__TASK ITEM__
In the records below, some lines hold the word "Result". Copy each of those lines.

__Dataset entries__
....

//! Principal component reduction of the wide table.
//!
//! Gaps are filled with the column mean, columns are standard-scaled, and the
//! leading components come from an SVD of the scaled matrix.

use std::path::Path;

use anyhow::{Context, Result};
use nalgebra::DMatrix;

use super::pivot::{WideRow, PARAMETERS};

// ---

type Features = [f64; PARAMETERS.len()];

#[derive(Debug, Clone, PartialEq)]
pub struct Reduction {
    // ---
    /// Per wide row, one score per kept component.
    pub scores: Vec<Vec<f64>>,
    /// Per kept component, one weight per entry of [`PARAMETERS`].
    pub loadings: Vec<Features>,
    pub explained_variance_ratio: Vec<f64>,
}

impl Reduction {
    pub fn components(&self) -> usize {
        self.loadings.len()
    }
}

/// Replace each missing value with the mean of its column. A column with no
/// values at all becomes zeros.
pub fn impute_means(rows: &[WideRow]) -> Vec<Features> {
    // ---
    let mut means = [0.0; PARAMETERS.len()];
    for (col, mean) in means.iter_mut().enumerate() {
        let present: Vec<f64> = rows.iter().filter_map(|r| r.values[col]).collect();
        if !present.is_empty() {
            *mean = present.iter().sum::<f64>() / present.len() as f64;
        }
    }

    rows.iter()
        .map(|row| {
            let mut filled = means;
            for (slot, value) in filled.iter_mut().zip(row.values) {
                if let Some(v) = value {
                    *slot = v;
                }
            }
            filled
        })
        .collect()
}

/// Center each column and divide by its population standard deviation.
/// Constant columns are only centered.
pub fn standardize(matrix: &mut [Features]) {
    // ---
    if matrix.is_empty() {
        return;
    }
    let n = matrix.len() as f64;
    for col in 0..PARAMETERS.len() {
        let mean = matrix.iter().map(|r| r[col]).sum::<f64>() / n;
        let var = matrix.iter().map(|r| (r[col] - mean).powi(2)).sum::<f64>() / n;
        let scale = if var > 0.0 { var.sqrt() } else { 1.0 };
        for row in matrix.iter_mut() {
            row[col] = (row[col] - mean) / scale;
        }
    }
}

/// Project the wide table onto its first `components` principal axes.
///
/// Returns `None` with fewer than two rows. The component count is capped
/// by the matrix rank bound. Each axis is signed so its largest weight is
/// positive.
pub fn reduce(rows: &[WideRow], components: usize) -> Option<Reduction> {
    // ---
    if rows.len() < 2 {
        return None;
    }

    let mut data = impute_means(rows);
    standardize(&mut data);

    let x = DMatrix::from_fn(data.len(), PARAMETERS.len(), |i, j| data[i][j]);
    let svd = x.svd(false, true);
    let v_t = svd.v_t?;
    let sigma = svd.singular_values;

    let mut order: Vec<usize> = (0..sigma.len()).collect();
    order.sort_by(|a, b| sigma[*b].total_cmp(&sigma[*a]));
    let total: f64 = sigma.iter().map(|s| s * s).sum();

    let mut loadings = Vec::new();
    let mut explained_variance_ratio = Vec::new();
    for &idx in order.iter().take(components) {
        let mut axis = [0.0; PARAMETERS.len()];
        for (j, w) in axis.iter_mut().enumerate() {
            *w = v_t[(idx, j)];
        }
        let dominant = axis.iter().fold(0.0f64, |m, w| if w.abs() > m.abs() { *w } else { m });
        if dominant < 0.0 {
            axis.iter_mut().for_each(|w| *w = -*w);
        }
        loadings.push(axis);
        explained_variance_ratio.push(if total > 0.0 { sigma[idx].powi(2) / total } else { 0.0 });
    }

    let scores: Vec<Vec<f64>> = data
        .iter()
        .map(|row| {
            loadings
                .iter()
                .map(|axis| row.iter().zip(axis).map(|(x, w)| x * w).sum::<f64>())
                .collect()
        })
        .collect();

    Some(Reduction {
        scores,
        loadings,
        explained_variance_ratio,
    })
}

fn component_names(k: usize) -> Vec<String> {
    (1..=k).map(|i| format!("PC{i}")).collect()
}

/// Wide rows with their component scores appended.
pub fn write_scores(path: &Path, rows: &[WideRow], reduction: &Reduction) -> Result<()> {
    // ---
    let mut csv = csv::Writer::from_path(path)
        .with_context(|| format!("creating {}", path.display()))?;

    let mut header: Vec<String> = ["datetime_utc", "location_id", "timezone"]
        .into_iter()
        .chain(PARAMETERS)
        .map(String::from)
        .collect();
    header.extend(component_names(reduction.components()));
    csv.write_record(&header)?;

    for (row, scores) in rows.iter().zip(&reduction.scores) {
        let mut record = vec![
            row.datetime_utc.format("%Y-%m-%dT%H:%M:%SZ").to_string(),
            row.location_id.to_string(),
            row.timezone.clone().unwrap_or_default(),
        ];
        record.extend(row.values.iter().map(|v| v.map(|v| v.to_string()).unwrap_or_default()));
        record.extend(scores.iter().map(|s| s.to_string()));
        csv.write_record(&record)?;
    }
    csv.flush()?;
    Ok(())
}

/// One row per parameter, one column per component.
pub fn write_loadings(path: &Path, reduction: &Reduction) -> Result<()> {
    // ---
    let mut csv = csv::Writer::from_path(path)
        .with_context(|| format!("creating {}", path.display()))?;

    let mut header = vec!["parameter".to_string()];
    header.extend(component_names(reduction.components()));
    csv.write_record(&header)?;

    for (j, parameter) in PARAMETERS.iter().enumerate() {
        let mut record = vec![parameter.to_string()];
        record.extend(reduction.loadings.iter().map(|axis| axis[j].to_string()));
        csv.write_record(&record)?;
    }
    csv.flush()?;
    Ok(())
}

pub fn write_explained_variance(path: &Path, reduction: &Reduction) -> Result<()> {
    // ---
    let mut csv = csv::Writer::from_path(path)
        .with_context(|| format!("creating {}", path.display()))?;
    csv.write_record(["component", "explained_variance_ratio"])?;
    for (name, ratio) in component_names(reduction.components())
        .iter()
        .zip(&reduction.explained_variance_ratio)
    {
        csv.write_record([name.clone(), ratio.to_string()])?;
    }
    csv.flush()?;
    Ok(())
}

....

__RESPONSE TO THIS TASK__
use anyhow::{Context, Result};
pub fn write_scores(path: &Path, rows: &[WideRow], reduction: &Reduction) -> Result<()> {
pub fn write_loadings(path: &Path, reduction: &Reduction) -> Result<()> {
pub fn write_explained_variance(path: &Path, reduction: &Reduction) -> Result<()> {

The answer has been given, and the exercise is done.